Fin de vie : pour la légalisation de l’euthanasie et du suicide assisté
Qu’ont en commun Vincent Humbert, décédé le 26 septembre 2003, et Vincent Lambert, décédé le 11 juillet 2019 ?
Arrivés en fin de vie, ayant la volonté attestée de ne pas survivre dans les conditions de maintien artificiel dont ils faisaient l’objet, le suicide assisté ne leur était d’aucun secours, enfermés qu’ils étaient dans un corps inerte.
Qu’ont en commun Anne Bert, décédée le 2 octobre 2017, et Katherine Icardi-Lazareff, notre amie toujours combattante et témoignante ?
Atteintes de la maladie de Charcot, ayant fixé leurs propres limites dans l’évolution de cette maladie neurodégénérative qui paralyse les muscles les uns après les autres, jusqu’à atteindre les organes respiratoires (l’une, ne plus pouvoir faire sa toilette intime et s’alimenter seule ; l’autre, ne plus pouvoir parler), elles se sont tournées vers la Belgique pour les aider à trouver l’apaisement et la compassion dans leur parcours de fin de vie, puisque leur inaptitude physique était (est) incompatible avec la pratique du suicide assisté.
Rappelons au passage que la loi française du 2 février 2016, dite loi Leonetti, ne concerne pas les personnes atteintes de maladies neurodégénératives (les grandes oubliées !) et que Vincent Lambert a mis 9 jours à mourir, sédaté selon la loi de 2016, après avoir fait l’objet d’une première sédation, vaine, qui a duré 31 jours (du 10 avril au 11 mai 2013), aux termes de la loi Leonetti du 22 avril 2005 et du décret du 29 janvier 2010. 31 jours !
Si le modèle à la Française souhaité par le président de la République – après que les Citoyens réunis dans le cadre de la Convention citoyenne ont validé à près de 76 % la nécessité de légaliser l’aide active à mourir – devait se contenter du seul suicide assisté, il laissera de côté toutes celles et tous ceux qui, arrivés dans un état d’inaptitude physique interdisant tout geste d’autodélivrance, demandent à être aidés.
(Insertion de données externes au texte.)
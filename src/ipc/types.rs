use std::sync::Arc;

use serde::Deserialize;

use crate::api::Api;
use crate::config::Config;
use crate::store::Store;

#[derive(Debug, Deserialize, Clone)]
pub struct Request {
    pub id: String,
    pub method: String,
    #[serde(default)]
    pub params: serde_json::Value,
}

pub struct AppState {
    pub config: Config,
    pub api: Arc<dyn Api>,
    pub store: Store,
}

impl AppState {
    pub fn new(config: Config, api: Arc<dyn Api>) -> Self {
        Self {
            config,
            api,
            store: Store::new(),
        }
    }
}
De drames en drames, de cas médiatisés en cas médiatisés, il faudra de nouveau légiférer pour permettre à un tiers de pratiquer le geste de délivrance de fin de vie. Et l’on perdra encore du temps.
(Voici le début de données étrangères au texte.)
use serde::de::Error as _;
use serde::{Deserialize, Deserializer};

use crate::model::{Course, Enrollment, Faculty, FacultyStatus, Student};

/// Numeric range filter expressed as `"all"` or `"min-max"`, with an
/// open-ended top bucket when the max half is missing (`"50-"`).
#[derive(Debug, Clone, Copy, PartialEq, Default)]
pub enum RangeFilter {
    #[default]
    All,
    Bounded {
        min: f64,
        max: Option<f64>,
    },
}

impl RangeFilter {
    pub fn parse(raw: &str) -> Result<RangeFilter, String> {
        let trimmed = raw.trim();
        if trimmed.is_empty() || trimmed.eq_ignore_ascii_case("all") {
            return Ok(RangeFilter::All);
        }
        let Some((lo, hi)) = trimmed.split_once('-') else {
            return Err(format!("range must be 'all' or 'min-max', got '{raw}'"));
        };
        let min: f64 = lo
            .trim()
            .parse()
            .map_err(|_| format!("bad range minimum '{lo}'"))?;
        let hi = hi.trim();
        let max = if hi.is_empty() {
            None
        } else {
            Some(
                hi.parse::<f64>()
                    .map_err(|_| format!("bad range maximum '{hi}'"))?,
            )
        };
        Ok(RangeFilter::Bounded { min, max })
    }

    pub fn contains(self, value: f64) -> bool {
        match self {
            RangeFilter::All => true,
            RangeFilter::Bounded { min, max } => {
                value >= min && max.map(|m| value <= m).unwrap_or(true)
            }
        }
    }
}

impl<'de> Deserialize<'de> for RangeFilter {
    fn deserialize<D>(deserializer: D) -> Result<Self, D::Error>
    where
        D: Deserializer<'de>,
    {
        let raw = String::deserialize(deserializer)?;
        RangeFilter::parse(&raw).map_err(D::Error::custom)
    }
}

fn contains_ci(haystack: &str, needle: &str) -> bool {
    haystack.to_lowercase().contains(&needle.to_lowercase())
}

#[derive(Debug, Clone, Default, Deserialize)]
#[serde(rename_all = "camelCase", default)]
pub struct StudentFilter {
    pub search: String,
    pub year: Option<i64>,
    pub course: Option<i64>,
    pub gpa_range: RangeFilter,
}

impl StudentFilter {
    /// The course predicate reads `enrolled_courses`; callers run
    /// `calc::with_derived_enrollments` first so fresh enrollments count.
    pub fn matches(&self, student: &Student) -> bool {
        let search_ok = self.search.trim().is_empty()
            || contains_ci(&student.name, self.search.trim())
            || contains_ci(&student.student_id, self.search.trim())
            || contains_ci(&student.email, self.search.trim());
        let year_ok = self.year.map(|y| student.year == Some(y)).unwrap_or(true);
        let course_ok = self
            .course
            .map(|c| student.enrolled_courses.contains(&c))
            .unwrap_or(true);
        let gpa_ok = self.gpa_range.contains(student.gpa);
        search_ok && year_ok && course_ok && gpa_ok
    }
}

pub fn filter_students(students: &[Student], filter: &StudentFilter) -> Vec<Student> {
    students
        .iter()
        .filter(|s| filter.matches(s))
        .cloned()
        .collect()
}

#[derive(Debug, Clone, Default, Deserialize)]
#[serde(rename_all = "camelCase", default)]
pub struct CourseFilter {
    pub search: String,
    pub faculty: Option<i64>,
    pub credits: Option<i64>,
    pub enrollment_range: RangeFilter,
}

impl CourseFilter {
    /// `enrollment_count` on the course is expected to be the derived
    /// count; callers run `calc::with_derived_counts` first.
    pub fn matches(&self, course: &Course) -> bool {
        let search_ok = self.search.trim().is_empty()
            || contains_ci(&course.title, self.search.trim())
            || contains_ci(&course.course_code, self.search.trim());
        let faculty_ok = self
            .faculty
            .map(|f| course.faculty_id == Some(f))
            .unwrap_or(true);
        let credits_ok = self.credits.map(|c| course.credits == c).unwrap_or(true);
        let enrollment_ok = self.enrollment_range.contains(course.enrollment_count as f64);
        search_ok && faculty_ok && credits_ok && enrollment_ok
    }
}

pub fn filter_courses(courses: &[Course], filter: &CourseFilter) -> Vec<Course> {
    courses
        .iter()
        .filter(|c| filter.matches(c))
        .cloned()
        .collect()
}

#[derive(Debug, Clone, Default, Deserialize)]
#[serde(rename_all = "camelCase", default)]
pub struct FacultyFilter {
    pub search: String,
    pub department: Option<String>,
    pub designation: Option<String>,
    /// The wire value `"all"` means no status filter.
    #[serde(deserialize_with = "status_or_all")]
    pub status: Option<FacultyStatus>,
}

fn status_or_all<'de, D>(deserializer: D) -> Result<Option<FacultyStatus>, D::Error>
where
    D: Deserializer<'de>,
{
    let raw = Option::<String>::deserialize(deserializer)?;
    match raw.as_deref() {
        None | Some("") | Some("all") => Ok(None),
        Some(s) => FacultyStatus::parse(s)
            .map(Some)
            .ok_or_else(|| D::Error::custom(format!("unknown status '{s}'"))),
    }
}

impl FacultyFilter {
    pub fn matches(&self, member: &Faculty) -> bool {
        let search_ok = self.search.trim().is_empty()
            || contains_ci(&member.name, self.search.trim())
            || contains_ci(&member.faculty_id, self.search.trim())
            || contains_ci(&member.email, self.search.trim());
        let department_ok = match &self.department {
            Some(d) if !d.is_empty() => member.department.as_deref() == Some(d.as_str()),
            _ => true,
        };
        let designation_ok = match &self.designation {
            Some(d) if !d.is_empty() => member.designation.as_deref() == Some(d.as_str()),
            _ => true,
        };
        let status_ok = self.status.map(|s| member.status == s).unwrap_or(true);
        search_ok && department_ok && designation_ok && status_ok
    }
}

pub fn filter_faculty(faculty: &[Faculty], filter: &FacultyFilter) -> Vec<Faculty> {
    faculty
        .iter()
        .filter(|f| filter.matches(f))
        .cloned()
        .collect()
}

#[derive(Debug, Clone, Default, Deserialize)]
#[serde(rename_all = "camelCase", default)]
pub struct EnrollmentFilter {
    pub search: String,
    pub course_id: Option<i64>,
}

impl EnrollmentFilter {
    /// The search term matches the joined student name, student code, or
    /// course code; enrollments whose student or course is missing only
    /// match an empty search.
    pub fn matches(
        &self,
        enrollment: &Enrollment,
        student: Option<&Student>,
        course: Option<&Course>,
    ) -> bool {
        let course_ok = self
            .course_id
            .map(|c| enrollment.course_id == c)
            .unwrap_or(true);
        let term = self.search.trim();
        let search_ok = term.is_empty()
            || student
                .map(|s| contains_ci(&s.name, term) || contains_ci(&s.student_id, term))
                .unwrap_or(false)
            || course
                .map(|c| contains_ci(&c.course_code, term))
                .unwrap_or(false);
        course_ok && search_ok
    }
}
La directrice de l’une des associations suisses pratiquant le suicide assisté rapportait un jour le cas d’une personne, résidente suisse, atteinte d’un locked-in syndrome, qui avait demandé à finir sa vie. Son inaptitude physique lui interdisait tout geste. Il a fallu une rééducation de trois mois pour lui permettre finalement de lever un doigt pour le laisser lourdement retomber sur la petite tringle qui, alors, actionna la perfusion. Trois mois de souffrances pour accomplir un geste qu’un médecin aurait accompli, en Belgique, aux Pays-Bas ou en Espagne, en quelques dizaines de secondes.
Pourtant, selon un sondage Medscape de juin 2020, 71 % des médecins français interrogés se sont prononcés pour autoriser l’euthanasie et le suicide médicalement assisté. Et selon le quotidien Libération, dans un article paru en mars dernier, les réanimateurs sont largement favorables à l’idée d’une aide active à mourir. Régulièrement, des manifestes sont publiés dans la presse, avec les signatures de nombreux médecins, pour demander l’ouverture de ce droit. Les Français sont prêts, les médecins sont prêts.
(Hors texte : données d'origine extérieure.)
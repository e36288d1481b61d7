use serde::{Deserialize, Serialize};

/// Letter grades, highest first. This is also the canonical display order
/// for distributions.
#[derive(Debug, Clone, Copy, PartialEq, Eq, Hash)]
pub enum Grade {
    A,
    AMinus,
    BPlus,
    B,
    BMinus,
    CPlus,
    C,
    CMinus,
    DPlus,
    D,
    F,
}

impl Grade {
    pub const LADDER: [Grade; 11] = [
        Grade::A,
        Grade::AMinus,
        Grade::BPlus,
        Grade::B,
        Grade::BMinus,
        Grade::CPlus,
        Grade::C,
        Grade::CMinus,
        Grade::DPlus,
        Grade::D,
        Grade::F,
    ];

    /// Unknown strings do not parse; callers treat them like a null grade.
    pub fn parse(s: &str) -> Option<Grade> {
        match s.trim() {
            "A" => Some(Grade::A),
            "A-" => Some(Grade::AMinus),
            "B+" => Some(Grade::BPlus),
            "B" => Some(Grade::B),
            "B-" => Some(Grade::BMinus),
            "C+" => Some(Grade::CPlus),
            "C" => Some(Grade::C),
            "C-" => Some(Grade::CMinus),
            "D+" => Some(Grade::DPlus),
            "D" => Some(Grade::D),
            "F" => Some(Grade::F),
            _ => None,
        }
    }

    pub fn as_str(self) -> &'static str {
        match self {
            Grade::A => "A",
            Grade::AMinus => "A-",
            Grade::BPlus => "B+",
            Grade::B => "B",
            Grade::BMinus => "B-",
            Grade::CPlus => "C+",
            Grade::C => "C",
            Grade::CMinus => "C-",
            Grade::DPlus => "D+",
            Grade::D => "D",
            Grade::F => "F",
        }
    }

    pub fn points(self) -> f64 {
        match self {
            Grade::A => 4.0,
            Grade::AMinus => 3.7,
            Grade::BPlus => 3.3,
            Grade::B => 3.0,
            Grade::BMinus => 2.7,
            Grade::CPlus => 2.3,
            Grade::C => 2.0,
            Grade::CMinus => 1.7,
            Grade::DPlus => 1.3,
            Grade::D => 1.0,
            Grade::F => 0.0,
        }
    }
}

#[derive(Debug, Clone, Serialize, Deserialize)]
#[serde(rename_all = "camelCase")]
pub struct Student {
    pub id: i64,
    pub student_id: String,
    pub name: String,
    pub email: String,
    #[serde(default)]
    pub phone: Option<String>,
    #[serde(default)]
    pub year: Option<i64>,
    #[serde(default)]
    pub department: Option<String>,
    #[serde(default)]
    pub gpa: f64,
    #[serde(default)]
    pub enrolled_courses: Vec<i64>,
}

#[derive(Debug, Clone, Serialize, Deserialize)]
#[serde(rename_all = "camelCase")]
pub struct Course {
    pub id: i64,
    pub course_code: String,
    pub title: String,
    #[serde(default)]
    pub description: Option<String>,
    pub credits: i64,
    #[serde(default)]
    pub faculty_id: Option<i64>,
    #[serde(default)]
    pub department: Option<String>,
    #[serde(default)]
    pub max_enrollment: Option<i64>,
    #[serde(default)]
    pub enrollment_count: i64,
    #[serde(default)]
    pub syllabus: Option<String>,
}

#[derive(Debug, Clone, Copy, PartialEq, Eq, Serialize, Deserialize)]
#[serde(rename_all = "snake_case")]
pub enum FacultyStatus {
    Active,
    OnLeave,
    Inactive,
}

impl FacultyStatus {
    pub fn as_str(self) -> &'static str {
        match self {
            FacultyStatus::Active => "active",
            FacultyStatus::OnLeave => "on_leave",
            FacultyStatus::Inactive => "inactive",
        }
    }

    pub fn parse(s: &str) -> Option<FacultyStatus> {
        match s {
            "active" => Some(FacultyStatus::Active),
            "on_leave" => Some(FacultyStatus::OnLeave),
            "inactive" => Some(FacultyStatus::Inactive),
            _ => None,
        }
    }
}

#[derive(Debug, Clone, Serialize, Deserialize)]
#[serde(rename_all = "camelCase")]
pub struct Faculty {
    pub id: i64,
    pub faculty_id: String,
    pub name: String,
    pub email: String,
    #[serde(default)]
    pub phone: Option<String>,
    #[serde(default)]
    pub department: Option<String>,
    #[serde(default)]
    pub designation: Option<String>,
    #[serde(default)]
    pub specialization: Option<String>,
    pub status: FacultyStatus,
    #[serde(default)]
    pub join_date: Option<String>,
    // Secondary representation of the faculty-courses relation; presented
    // as the deduplicated union with the join rows, never written back.
    #[serde(default)]
    pub assigned_courses: Vec<i64>,
}

#[derive(Debug, Clone, Serialize, Deserialize)]
#[serde(rename_all = "camelCase")]
pub struct Enrollment {
    pub id: i64,
    pub student_id: i64,
    pub course_id: i64,
    #[serde(default)]
    pub enrollment_date: Option<String>,
    #[serde(default)]
    pub grade: Option<String>,
    #[serde(default)]
    pub semester: Option<String>,
}

impl Enrollment {
    pub fn parsed_grade(&self) -> Option<Grade> {
        self.grade.as_deref().and_then(Grade::parse)
    }
}

#[derive(Debug, Clone, Serialize, Deserialize)]
#[serde(rename_all = "camelCase")]
pub struct FacultyCourse {
    pub id: i64,
    pub faculty_id: i64,
    pub course_id: i64,
}

// Create/update payloads. Ids are assigned by the remote source, so drafts
// carry everything but the id.

#[derive(Debug, Clone, Serialize, Deserialize)]
#[serde(rename_all = "camelCase")]
pub struct StudentDraft {
    pub student_id: String,
    pub name: String,
    pub email: String,
    #[serde(default)]
    pub phone: Option<String>,
    #[serde(default)]
    pub year: Option<i64>,
    #[serde(default)]
    pub department: Option<String>,
    #[serde(default)]
    pub gpa: f64,
    #[serde(default)]
    pub enrolled_courses: Vec<i64>,
}

#[derive(Debug, Clone, Serialize, Deserialize)]
#[serde(rename_all = "camelCase")]
pub struct CourseDraft {
    pub course_code: String,
    pub title: String,
    #[serde(default)]
    pub description: Option<String>,
    pub credits: i64,
    #[serde(default)]
    pub faculty_id: Option<i64>,
    #[serde(default)]
    pub department: Option<String>,
    #[serde(default)]
    pub max_enrollment: Option<i64>,
    #[serde(default)]
    pub syllabus: Option<String>,
}

#[derive(Debug, Clone, Serialize, Deserialize)]
#[serde(rename_all = "camelCase")]
pub struct FacultyDraft {
    pub faculty_id: String,
    pub name: String,
    pub email: String,
    #[serde(default)]
    pub phone: Option<String>,
    #[serde(default)]
    pub department: Option<String>,
    #[serde(default)]
    pub designation: Option<String>,
    #[serde(default)]
    pub specialization: Option<String>,
    pub status: FacultyStatus,
    #[serde(default)]
    pub join_date: Option<String>,
}

#[derive(Debug, Clone, Serialize, Deserialize)]
#[serde(rename_all = "camelCase")]
pub struct EnrollmentDraft {
    pub student_id: i64,
    pub course_id: i64,
    pub enrollment_date: String,
    pub grade: Option<String>,
    #[serde(default)]
    pub semester: Option<String>,
}

#[derive(Debug, Clone, Serialize, Deserialize)]
#[serde(rename_all = "camelCase")]
pub struct FacultyCourseDraft {
    pub faculty_id: i64,
    pub course_id: i64,
}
Pour finir, soulignons que la légalisation du suicide assisté et l’exclusion de l’euthanasie, outre de priver d’une délivrance compassionnelle les personnes inaptes physiquement à accomplir le geste, oblige les personnes qui veulent bénéficier d’une aide active à mourir à anticiper leur geste et à se priver de quelques semaines, de quelques mois de vie supplémentaires. En effet, anticipant la perte de leurs capacités physiques, elles font la démarche avant qu’il ne soit trop tard. C’est ce qu’exprimait l’actrice Maïa Simon au micro de RTL, en septembre 2007, 4 jours avant de mourir en Suisse d’un suicide assisté. Son cancer était incurable, ses douleurs devenaient insupportables, mais elle est partie avant de ne plus pouvoir faire le voyage et le geste ultime. Son pronostic vital n’était pourtant engagé que sous plusieurs mois.
L’Association pour le Droit de Mourir dans la Dignité revendique une loi de liberté qui ouvre le champ des possibles : un accès véritablement universel aux soins palliatifs et la légalisation de l’euthanasie et du suicide assisté. Renoncer à l’une ou l’autre de ces trois possibilités, c’est l’assurance que le modèle à la Française sera un modèle une nouvelle fois raté, une page à réécrire.